ENTRIES SHOWN:

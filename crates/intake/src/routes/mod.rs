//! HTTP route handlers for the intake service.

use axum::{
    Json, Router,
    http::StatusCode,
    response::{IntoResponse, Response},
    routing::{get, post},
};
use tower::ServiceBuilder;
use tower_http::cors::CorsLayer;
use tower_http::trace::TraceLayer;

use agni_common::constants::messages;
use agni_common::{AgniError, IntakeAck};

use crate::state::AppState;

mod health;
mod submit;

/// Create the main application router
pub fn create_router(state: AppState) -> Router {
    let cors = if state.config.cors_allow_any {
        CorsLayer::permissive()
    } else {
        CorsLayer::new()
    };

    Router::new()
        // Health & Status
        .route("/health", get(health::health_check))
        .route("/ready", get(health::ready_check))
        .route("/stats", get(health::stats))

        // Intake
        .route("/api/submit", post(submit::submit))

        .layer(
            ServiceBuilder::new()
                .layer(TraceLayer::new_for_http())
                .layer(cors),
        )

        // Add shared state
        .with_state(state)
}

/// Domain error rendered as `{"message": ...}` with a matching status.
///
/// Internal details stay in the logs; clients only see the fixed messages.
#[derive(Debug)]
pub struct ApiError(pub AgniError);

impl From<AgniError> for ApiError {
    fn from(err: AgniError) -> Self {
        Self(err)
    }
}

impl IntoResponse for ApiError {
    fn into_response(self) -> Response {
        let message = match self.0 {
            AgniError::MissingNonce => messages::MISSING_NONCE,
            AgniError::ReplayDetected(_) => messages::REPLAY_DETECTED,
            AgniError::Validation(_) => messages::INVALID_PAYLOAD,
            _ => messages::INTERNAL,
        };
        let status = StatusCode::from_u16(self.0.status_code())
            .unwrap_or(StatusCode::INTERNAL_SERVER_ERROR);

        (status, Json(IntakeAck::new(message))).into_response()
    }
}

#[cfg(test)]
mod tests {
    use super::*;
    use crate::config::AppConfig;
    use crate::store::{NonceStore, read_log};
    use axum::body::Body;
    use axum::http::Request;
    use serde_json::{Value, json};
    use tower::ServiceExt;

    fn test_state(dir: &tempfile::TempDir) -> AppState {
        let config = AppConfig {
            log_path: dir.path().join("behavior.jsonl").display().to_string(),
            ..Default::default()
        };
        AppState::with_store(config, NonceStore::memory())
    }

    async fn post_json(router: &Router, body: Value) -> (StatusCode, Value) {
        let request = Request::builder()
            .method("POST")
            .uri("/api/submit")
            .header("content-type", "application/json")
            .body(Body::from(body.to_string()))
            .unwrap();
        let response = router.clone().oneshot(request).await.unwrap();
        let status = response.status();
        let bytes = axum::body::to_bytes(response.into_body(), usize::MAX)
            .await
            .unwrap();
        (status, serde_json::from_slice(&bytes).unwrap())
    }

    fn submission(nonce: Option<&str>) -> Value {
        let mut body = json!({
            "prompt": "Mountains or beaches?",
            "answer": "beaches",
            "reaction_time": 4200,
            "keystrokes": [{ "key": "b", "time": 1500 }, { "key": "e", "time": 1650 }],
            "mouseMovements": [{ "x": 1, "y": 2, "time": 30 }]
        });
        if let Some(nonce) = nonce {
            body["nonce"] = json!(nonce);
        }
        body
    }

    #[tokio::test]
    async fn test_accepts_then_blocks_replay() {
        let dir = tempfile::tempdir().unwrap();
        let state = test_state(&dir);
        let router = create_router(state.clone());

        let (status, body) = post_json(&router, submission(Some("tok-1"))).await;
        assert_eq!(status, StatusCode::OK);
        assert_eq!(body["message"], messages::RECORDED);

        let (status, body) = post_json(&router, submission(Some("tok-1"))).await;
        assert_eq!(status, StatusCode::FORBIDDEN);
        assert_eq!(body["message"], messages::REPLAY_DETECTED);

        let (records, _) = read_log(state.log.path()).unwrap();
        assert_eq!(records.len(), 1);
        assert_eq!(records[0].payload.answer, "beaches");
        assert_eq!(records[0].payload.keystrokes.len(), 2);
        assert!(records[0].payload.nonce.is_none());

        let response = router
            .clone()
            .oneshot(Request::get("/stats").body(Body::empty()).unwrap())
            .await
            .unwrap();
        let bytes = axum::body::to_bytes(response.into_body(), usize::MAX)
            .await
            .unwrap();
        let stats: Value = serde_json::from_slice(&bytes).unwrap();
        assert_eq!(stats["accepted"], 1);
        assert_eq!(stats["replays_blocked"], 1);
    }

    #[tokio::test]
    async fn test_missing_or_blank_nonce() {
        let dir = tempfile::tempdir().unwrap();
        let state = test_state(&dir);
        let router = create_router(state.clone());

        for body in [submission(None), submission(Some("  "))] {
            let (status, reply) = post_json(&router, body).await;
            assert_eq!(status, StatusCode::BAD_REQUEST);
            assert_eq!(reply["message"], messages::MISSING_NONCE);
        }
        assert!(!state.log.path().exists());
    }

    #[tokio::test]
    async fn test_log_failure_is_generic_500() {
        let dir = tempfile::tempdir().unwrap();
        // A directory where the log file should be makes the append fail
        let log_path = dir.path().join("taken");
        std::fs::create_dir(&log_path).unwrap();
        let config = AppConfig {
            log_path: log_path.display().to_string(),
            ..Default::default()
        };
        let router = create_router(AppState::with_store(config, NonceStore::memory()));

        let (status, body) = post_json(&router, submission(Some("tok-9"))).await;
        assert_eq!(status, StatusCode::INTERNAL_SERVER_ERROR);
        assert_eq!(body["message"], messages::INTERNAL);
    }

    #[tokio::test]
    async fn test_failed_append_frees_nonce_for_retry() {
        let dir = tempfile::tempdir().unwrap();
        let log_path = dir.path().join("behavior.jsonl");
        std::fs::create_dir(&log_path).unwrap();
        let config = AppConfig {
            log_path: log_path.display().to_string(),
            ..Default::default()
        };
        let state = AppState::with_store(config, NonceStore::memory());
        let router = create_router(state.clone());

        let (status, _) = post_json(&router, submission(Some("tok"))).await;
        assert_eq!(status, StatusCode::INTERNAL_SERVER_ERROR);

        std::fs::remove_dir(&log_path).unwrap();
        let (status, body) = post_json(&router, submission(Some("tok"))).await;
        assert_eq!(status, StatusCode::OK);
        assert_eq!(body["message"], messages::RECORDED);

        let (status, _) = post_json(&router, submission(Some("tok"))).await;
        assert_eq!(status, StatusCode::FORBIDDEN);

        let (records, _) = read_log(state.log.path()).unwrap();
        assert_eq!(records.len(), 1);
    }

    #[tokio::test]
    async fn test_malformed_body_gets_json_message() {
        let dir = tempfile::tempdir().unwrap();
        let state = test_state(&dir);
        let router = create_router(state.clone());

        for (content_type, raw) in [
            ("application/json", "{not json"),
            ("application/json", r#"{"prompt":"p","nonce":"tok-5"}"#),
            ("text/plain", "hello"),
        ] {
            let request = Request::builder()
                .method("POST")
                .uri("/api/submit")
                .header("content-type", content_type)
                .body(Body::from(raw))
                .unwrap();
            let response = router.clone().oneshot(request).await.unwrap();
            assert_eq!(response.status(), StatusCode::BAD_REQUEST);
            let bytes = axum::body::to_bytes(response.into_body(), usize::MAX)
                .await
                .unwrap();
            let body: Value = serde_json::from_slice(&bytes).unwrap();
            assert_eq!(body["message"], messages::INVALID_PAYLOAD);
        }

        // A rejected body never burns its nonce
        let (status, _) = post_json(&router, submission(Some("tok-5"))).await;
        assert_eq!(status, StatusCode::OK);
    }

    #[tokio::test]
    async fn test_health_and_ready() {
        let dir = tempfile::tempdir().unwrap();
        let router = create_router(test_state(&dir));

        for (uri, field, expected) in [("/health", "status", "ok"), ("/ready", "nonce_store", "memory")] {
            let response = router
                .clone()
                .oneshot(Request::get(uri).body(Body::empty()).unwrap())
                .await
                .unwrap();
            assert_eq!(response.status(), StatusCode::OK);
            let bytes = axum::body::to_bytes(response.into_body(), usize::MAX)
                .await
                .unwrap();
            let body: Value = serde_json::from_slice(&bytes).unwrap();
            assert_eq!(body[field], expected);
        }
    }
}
---
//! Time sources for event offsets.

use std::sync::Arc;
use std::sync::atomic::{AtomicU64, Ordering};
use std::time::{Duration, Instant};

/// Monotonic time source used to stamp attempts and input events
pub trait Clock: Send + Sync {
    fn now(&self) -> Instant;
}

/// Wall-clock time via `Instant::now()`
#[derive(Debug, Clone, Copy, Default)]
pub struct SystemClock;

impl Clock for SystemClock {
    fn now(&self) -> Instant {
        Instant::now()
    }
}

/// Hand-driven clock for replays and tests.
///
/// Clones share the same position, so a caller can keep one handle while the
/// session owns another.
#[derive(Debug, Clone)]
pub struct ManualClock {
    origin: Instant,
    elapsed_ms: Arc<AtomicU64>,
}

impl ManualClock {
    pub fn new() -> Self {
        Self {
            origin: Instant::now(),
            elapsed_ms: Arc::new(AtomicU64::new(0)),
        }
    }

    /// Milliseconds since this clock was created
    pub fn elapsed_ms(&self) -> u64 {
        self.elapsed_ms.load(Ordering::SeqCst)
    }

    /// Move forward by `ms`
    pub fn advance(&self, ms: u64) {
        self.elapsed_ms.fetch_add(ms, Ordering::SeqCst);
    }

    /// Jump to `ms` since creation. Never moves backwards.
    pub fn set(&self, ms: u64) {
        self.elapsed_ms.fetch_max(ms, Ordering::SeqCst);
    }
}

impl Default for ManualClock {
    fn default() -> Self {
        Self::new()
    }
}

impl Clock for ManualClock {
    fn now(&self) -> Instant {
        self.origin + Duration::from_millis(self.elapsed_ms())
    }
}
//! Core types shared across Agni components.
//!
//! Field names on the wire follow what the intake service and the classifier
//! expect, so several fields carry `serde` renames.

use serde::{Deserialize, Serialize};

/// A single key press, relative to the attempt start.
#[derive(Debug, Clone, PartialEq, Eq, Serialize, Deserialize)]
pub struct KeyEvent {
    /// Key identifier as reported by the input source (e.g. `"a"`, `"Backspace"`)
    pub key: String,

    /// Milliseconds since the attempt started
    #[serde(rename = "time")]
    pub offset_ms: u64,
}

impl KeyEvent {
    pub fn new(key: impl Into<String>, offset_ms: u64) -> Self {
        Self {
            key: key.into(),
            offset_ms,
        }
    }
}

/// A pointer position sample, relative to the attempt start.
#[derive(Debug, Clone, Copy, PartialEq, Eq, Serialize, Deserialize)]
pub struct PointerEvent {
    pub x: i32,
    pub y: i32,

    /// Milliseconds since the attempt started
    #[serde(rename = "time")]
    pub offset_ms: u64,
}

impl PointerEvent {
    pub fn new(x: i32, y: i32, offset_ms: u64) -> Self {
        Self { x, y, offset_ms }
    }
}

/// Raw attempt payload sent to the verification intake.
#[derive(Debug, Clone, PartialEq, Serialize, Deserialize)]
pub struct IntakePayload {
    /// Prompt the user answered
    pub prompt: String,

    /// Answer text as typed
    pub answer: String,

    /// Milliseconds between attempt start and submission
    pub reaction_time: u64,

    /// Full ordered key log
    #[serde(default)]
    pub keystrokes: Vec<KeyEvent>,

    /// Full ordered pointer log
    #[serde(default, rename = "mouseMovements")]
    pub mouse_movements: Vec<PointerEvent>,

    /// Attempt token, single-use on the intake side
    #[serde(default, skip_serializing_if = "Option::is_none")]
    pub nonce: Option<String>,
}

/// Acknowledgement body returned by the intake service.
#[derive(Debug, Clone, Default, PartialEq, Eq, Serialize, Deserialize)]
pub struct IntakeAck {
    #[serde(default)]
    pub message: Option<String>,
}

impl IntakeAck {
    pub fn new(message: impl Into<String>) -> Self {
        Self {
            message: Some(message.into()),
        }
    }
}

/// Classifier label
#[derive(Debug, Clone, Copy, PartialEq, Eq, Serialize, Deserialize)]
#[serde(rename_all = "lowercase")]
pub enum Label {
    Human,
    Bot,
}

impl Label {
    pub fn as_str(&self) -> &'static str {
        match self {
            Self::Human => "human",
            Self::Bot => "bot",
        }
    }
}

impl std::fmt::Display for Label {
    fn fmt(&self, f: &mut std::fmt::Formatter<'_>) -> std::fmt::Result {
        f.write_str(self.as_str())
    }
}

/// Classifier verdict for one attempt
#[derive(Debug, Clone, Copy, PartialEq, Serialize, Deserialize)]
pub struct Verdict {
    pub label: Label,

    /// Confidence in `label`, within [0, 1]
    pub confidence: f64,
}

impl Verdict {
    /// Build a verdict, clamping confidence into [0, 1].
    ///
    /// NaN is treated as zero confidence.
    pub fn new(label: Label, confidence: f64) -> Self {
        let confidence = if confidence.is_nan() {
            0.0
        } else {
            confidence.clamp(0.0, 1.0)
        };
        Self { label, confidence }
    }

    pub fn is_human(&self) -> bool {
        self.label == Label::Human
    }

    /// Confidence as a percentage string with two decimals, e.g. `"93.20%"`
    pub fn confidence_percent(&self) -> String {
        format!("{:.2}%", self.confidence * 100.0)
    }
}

WORK REQUIRED: Since only the total is wanted, work out how many lines of the data above contain "records" and state it alone.

RESULT FOR THIS EXERCISE: 7